From the listing below, pull each line that includes "ReconcileReport".

==*==

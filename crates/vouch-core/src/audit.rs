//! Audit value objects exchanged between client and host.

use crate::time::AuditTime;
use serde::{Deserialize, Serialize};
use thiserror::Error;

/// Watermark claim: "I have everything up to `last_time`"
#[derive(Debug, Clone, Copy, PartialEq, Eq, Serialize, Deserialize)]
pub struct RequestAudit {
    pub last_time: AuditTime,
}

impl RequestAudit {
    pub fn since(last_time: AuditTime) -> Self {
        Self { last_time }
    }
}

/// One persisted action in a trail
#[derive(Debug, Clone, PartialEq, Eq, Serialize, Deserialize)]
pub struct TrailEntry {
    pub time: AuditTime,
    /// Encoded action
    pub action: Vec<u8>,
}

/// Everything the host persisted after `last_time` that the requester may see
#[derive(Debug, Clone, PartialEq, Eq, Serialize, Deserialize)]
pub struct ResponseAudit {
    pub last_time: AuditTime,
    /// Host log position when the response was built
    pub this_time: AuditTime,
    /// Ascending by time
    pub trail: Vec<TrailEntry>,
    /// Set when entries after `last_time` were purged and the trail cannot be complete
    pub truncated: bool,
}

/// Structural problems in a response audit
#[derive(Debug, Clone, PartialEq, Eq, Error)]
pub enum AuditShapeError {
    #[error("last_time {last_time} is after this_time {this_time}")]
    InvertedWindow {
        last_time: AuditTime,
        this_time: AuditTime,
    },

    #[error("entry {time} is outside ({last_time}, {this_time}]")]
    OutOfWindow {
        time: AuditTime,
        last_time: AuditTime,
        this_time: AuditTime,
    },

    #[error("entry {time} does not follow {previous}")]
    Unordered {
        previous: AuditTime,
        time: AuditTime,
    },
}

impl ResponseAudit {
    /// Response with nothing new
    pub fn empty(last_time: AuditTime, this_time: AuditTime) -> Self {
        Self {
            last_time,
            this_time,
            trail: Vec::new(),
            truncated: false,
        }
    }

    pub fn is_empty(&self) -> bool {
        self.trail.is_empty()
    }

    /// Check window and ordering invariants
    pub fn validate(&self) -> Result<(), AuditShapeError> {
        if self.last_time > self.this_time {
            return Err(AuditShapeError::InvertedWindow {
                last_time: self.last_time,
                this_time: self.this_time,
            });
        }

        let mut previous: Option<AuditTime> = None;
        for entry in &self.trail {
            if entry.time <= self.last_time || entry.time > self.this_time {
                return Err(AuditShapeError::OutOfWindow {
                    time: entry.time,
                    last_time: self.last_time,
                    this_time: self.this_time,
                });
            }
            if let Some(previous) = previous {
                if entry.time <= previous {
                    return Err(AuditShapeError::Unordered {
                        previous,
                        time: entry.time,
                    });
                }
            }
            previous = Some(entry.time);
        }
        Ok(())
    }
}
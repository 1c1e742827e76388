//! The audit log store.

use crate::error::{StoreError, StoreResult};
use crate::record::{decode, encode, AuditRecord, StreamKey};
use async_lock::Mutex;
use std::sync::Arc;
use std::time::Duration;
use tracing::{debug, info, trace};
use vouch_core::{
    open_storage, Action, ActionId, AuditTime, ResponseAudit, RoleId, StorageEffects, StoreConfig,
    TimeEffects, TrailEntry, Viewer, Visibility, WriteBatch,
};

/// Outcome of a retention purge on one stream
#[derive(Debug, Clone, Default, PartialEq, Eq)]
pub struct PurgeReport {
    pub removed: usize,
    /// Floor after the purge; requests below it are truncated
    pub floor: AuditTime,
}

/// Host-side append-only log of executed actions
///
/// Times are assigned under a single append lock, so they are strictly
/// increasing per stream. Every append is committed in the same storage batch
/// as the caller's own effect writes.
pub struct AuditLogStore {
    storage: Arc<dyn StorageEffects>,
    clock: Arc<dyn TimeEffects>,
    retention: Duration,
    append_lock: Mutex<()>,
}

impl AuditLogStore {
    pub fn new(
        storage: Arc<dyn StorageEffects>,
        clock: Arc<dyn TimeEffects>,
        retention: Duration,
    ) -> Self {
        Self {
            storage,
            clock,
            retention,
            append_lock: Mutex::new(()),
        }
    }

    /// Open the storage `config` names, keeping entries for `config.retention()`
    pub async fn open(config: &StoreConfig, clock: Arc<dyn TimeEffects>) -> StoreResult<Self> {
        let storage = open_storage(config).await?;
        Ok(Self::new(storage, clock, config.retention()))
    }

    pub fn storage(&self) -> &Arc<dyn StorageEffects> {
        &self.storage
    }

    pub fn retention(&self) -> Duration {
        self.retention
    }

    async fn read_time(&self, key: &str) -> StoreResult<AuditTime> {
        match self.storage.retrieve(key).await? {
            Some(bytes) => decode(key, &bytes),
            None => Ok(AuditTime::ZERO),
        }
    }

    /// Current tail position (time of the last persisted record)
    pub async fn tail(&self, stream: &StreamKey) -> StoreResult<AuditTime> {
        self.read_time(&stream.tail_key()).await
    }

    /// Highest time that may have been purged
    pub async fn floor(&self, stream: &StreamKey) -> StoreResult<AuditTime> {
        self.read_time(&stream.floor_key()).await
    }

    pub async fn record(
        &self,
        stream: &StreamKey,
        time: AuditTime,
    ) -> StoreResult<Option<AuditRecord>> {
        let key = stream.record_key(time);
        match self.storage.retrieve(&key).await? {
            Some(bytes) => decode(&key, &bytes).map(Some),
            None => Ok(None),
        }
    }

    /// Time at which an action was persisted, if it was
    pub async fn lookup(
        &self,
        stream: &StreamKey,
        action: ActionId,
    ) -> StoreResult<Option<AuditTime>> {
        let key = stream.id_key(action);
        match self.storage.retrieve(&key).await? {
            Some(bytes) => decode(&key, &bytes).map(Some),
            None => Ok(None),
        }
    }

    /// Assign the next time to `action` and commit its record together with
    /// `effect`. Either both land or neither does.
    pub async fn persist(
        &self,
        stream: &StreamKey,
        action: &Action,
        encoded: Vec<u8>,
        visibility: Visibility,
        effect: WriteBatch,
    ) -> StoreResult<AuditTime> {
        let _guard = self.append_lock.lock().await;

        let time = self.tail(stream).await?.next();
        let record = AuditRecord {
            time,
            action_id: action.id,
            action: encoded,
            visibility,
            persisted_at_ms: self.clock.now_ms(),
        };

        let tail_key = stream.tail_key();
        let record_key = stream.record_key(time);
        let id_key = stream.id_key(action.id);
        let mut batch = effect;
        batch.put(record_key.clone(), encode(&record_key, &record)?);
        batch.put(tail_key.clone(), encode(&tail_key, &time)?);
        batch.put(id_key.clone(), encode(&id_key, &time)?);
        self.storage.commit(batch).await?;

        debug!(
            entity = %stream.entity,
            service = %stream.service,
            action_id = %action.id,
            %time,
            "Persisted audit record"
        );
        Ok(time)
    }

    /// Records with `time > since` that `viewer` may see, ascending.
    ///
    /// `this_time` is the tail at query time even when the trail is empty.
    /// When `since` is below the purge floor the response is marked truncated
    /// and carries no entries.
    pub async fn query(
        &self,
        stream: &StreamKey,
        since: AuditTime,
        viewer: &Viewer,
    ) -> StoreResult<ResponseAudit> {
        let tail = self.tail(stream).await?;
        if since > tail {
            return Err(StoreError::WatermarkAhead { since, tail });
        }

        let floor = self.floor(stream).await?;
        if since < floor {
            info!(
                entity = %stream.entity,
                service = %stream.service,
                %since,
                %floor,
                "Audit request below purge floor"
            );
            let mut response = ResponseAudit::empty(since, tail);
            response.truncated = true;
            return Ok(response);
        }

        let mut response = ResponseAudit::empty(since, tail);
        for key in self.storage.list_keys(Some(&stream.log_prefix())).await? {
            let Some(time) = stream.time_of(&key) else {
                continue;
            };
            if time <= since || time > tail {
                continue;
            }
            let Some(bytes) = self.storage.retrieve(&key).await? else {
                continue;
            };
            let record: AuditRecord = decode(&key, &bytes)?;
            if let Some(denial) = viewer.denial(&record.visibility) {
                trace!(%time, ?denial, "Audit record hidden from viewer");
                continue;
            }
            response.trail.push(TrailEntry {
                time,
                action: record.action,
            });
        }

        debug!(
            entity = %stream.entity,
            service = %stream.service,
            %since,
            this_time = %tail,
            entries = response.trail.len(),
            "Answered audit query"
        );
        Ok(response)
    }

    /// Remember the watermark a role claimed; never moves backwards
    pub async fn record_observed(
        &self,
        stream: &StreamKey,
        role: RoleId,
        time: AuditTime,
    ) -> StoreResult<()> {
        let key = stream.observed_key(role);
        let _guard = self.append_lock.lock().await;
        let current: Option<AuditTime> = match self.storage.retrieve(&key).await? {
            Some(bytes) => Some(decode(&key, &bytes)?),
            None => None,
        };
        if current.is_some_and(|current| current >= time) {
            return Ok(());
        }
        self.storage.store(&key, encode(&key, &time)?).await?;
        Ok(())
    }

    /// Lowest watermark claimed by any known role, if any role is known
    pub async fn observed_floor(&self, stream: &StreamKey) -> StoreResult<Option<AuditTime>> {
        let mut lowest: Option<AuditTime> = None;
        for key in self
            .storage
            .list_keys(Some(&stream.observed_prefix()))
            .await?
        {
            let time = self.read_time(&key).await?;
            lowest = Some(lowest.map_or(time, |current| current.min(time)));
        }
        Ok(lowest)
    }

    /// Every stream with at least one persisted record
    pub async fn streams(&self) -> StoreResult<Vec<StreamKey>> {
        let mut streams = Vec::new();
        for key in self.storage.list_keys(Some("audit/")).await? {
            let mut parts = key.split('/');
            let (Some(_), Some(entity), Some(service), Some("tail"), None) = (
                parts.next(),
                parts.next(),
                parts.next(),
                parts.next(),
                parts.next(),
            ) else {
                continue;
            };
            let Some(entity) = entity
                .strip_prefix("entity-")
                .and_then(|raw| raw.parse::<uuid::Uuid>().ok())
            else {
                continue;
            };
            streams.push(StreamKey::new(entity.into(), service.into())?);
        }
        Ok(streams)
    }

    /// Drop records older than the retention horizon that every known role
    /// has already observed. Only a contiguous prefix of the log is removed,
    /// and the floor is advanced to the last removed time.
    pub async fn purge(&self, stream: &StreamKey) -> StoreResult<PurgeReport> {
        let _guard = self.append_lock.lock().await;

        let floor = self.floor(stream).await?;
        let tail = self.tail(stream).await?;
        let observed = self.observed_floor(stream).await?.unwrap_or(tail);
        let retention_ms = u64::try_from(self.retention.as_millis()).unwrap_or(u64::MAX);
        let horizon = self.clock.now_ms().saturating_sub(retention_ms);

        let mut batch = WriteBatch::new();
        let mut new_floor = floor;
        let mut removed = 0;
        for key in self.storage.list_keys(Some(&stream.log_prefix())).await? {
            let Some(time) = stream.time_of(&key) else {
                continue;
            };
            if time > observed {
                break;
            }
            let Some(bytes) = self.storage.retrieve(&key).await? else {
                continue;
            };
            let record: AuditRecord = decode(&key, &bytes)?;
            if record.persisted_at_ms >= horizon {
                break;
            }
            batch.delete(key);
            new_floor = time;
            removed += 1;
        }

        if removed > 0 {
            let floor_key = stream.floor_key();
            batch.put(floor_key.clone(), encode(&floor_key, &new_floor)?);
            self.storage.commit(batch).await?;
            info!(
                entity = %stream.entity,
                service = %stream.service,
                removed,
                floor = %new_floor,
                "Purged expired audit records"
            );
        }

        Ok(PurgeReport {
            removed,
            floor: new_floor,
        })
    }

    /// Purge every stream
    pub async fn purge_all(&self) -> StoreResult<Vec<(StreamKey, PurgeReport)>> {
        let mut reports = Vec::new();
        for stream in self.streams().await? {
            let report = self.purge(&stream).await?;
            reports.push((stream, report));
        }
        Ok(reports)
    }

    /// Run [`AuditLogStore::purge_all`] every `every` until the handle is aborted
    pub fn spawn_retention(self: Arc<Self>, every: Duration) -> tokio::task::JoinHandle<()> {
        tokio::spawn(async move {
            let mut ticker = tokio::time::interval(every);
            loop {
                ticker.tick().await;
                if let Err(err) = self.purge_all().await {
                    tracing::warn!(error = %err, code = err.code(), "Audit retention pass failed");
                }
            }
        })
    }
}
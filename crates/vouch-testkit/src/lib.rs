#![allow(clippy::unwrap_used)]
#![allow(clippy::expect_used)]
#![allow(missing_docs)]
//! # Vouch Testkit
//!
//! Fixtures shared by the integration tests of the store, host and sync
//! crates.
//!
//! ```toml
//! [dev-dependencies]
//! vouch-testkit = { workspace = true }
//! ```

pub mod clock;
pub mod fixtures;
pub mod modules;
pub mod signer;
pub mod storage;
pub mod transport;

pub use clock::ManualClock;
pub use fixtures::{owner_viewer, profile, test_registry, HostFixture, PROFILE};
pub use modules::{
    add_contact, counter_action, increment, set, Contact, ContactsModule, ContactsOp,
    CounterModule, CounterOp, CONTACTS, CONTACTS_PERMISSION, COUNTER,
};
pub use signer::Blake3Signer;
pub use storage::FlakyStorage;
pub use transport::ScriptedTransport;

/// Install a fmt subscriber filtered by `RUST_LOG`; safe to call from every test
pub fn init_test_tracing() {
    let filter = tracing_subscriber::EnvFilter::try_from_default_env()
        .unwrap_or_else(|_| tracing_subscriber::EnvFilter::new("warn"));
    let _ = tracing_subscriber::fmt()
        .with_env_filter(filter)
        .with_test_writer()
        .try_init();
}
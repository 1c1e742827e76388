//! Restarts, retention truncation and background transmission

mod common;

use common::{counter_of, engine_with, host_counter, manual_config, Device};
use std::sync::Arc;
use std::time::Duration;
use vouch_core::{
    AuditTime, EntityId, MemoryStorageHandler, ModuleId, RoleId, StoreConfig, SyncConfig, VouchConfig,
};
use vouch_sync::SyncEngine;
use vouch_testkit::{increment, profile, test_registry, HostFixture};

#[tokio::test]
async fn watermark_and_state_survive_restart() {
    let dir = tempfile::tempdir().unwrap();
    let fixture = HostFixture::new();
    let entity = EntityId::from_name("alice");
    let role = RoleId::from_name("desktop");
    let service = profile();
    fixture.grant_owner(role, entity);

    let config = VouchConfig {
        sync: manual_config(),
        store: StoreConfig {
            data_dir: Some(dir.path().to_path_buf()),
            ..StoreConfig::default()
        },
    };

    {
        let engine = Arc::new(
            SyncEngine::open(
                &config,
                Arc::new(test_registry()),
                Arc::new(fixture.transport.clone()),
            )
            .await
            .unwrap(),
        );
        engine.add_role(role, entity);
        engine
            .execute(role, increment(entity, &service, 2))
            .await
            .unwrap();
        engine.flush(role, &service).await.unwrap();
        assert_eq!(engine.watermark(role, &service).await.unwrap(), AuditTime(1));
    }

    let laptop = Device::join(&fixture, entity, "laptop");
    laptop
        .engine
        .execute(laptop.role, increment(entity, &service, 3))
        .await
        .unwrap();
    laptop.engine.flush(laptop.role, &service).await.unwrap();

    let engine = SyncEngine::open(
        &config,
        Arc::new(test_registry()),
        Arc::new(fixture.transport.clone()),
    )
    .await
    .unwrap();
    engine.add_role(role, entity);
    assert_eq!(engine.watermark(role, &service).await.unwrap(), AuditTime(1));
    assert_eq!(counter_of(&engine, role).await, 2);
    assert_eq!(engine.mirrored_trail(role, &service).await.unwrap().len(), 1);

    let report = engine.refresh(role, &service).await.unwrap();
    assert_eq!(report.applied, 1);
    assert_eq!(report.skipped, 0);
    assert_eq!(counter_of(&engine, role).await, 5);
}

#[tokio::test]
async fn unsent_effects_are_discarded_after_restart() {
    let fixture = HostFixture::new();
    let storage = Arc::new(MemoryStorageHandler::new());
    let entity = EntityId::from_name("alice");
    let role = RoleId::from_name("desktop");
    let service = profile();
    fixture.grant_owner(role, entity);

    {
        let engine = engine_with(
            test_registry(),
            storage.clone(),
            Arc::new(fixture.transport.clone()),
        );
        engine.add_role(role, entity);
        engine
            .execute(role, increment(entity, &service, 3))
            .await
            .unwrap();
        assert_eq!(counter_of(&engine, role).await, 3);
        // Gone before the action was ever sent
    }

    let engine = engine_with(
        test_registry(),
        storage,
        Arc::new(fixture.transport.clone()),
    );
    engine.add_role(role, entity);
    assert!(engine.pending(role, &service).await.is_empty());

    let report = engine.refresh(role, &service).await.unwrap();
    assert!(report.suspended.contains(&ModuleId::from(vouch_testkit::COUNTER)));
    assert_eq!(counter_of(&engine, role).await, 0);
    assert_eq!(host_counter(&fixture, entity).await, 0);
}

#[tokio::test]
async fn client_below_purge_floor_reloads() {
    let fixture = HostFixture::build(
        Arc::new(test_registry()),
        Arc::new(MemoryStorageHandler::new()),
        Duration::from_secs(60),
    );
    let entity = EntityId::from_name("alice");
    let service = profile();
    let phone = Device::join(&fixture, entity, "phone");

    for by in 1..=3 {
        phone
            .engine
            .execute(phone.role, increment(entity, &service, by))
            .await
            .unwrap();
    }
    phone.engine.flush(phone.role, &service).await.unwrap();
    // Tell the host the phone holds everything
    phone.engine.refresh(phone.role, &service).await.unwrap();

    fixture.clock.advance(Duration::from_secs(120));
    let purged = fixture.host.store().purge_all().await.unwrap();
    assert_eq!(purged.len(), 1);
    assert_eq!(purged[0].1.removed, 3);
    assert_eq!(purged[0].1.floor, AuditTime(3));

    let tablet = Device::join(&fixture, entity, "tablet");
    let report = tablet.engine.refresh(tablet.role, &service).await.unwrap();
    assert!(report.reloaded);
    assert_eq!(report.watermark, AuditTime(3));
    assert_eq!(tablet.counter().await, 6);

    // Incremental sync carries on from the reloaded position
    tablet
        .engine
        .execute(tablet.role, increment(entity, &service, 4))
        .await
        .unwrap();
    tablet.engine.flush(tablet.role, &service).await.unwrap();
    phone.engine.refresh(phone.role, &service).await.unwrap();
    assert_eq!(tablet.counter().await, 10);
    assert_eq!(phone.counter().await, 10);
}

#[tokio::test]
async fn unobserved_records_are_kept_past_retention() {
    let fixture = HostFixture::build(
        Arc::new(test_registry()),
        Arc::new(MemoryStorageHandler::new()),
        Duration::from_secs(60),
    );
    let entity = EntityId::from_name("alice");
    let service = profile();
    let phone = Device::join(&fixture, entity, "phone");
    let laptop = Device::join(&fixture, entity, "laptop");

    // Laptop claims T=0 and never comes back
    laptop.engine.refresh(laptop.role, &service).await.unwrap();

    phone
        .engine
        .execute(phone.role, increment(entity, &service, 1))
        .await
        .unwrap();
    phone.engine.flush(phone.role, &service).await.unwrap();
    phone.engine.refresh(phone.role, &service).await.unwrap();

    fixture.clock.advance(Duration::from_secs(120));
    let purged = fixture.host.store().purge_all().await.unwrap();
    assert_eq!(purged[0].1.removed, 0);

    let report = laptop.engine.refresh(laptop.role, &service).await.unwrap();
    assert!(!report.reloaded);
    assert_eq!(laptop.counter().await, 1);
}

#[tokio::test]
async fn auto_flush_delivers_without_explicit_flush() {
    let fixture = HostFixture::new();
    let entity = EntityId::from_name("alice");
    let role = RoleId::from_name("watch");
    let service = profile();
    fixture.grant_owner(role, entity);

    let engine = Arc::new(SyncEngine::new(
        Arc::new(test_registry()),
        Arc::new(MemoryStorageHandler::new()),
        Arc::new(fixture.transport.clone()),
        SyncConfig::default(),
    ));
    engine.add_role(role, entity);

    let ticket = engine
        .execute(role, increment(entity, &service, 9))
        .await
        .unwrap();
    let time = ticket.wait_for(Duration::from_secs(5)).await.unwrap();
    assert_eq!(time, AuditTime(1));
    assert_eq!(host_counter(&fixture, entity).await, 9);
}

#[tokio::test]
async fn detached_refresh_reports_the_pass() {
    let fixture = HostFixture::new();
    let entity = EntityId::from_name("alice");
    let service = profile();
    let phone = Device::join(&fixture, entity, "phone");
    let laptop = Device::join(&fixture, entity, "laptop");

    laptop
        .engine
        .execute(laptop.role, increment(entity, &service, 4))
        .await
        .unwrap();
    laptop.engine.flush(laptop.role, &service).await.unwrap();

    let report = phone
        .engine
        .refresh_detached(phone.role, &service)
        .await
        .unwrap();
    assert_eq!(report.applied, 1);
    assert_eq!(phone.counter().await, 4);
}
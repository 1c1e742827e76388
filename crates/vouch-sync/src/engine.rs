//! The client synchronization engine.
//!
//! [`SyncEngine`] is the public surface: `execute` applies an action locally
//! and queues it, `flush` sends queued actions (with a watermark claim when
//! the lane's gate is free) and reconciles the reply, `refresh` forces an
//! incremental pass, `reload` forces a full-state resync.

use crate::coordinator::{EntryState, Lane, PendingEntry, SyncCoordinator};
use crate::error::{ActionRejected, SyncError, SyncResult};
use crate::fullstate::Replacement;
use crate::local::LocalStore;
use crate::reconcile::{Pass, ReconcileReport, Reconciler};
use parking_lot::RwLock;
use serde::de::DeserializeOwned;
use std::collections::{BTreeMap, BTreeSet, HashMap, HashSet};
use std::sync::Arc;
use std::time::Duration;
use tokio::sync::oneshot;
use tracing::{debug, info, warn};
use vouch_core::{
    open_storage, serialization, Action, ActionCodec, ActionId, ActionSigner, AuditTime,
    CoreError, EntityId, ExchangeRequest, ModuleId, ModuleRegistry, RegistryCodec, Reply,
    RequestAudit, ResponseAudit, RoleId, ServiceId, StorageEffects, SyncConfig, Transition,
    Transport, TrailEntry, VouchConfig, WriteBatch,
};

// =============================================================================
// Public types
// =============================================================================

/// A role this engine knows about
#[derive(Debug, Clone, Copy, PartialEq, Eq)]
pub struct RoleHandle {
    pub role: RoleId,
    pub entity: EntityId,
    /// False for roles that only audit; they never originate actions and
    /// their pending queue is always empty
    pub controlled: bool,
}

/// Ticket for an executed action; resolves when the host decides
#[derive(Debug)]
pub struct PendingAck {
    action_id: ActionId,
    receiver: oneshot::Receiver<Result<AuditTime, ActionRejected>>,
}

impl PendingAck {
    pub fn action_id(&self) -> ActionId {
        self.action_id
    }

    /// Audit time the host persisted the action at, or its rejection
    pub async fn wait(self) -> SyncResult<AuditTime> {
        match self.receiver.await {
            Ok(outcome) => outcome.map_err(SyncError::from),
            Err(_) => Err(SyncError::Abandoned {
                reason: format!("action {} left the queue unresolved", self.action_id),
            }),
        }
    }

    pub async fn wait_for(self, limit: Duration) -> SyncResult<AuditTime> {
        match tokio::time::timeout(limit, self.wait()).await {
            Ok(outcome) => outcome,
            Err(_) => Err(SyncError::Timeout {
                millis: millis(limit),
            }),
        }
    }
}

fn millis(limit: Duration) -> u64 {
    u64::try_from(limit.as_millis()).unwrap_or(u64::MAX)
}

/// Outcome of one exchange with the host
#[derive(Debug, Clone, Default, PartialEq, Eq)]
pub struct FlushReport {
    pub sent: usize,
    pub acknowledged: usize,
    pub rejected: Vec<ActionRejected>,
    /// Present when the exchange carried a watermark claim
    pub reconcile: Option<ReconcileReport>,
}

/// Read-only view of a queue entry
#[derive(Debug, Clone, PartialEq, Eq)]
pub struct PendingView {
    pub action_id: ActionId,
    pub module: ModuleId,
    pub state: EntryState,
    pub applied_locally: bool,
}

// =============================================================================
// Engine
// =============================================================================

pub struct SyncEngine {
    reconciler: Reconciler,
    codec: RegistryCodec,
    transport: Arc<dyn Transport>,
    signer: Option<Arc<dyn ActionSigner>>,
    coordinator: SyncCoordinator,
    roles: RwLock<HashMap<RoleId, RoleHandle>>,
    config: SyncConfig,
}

==*==

● Final answer
use crate::reconcile::{Pass, ReconcileReport, Reconciler};
    pub reconcile: Option<ReconcileReport>,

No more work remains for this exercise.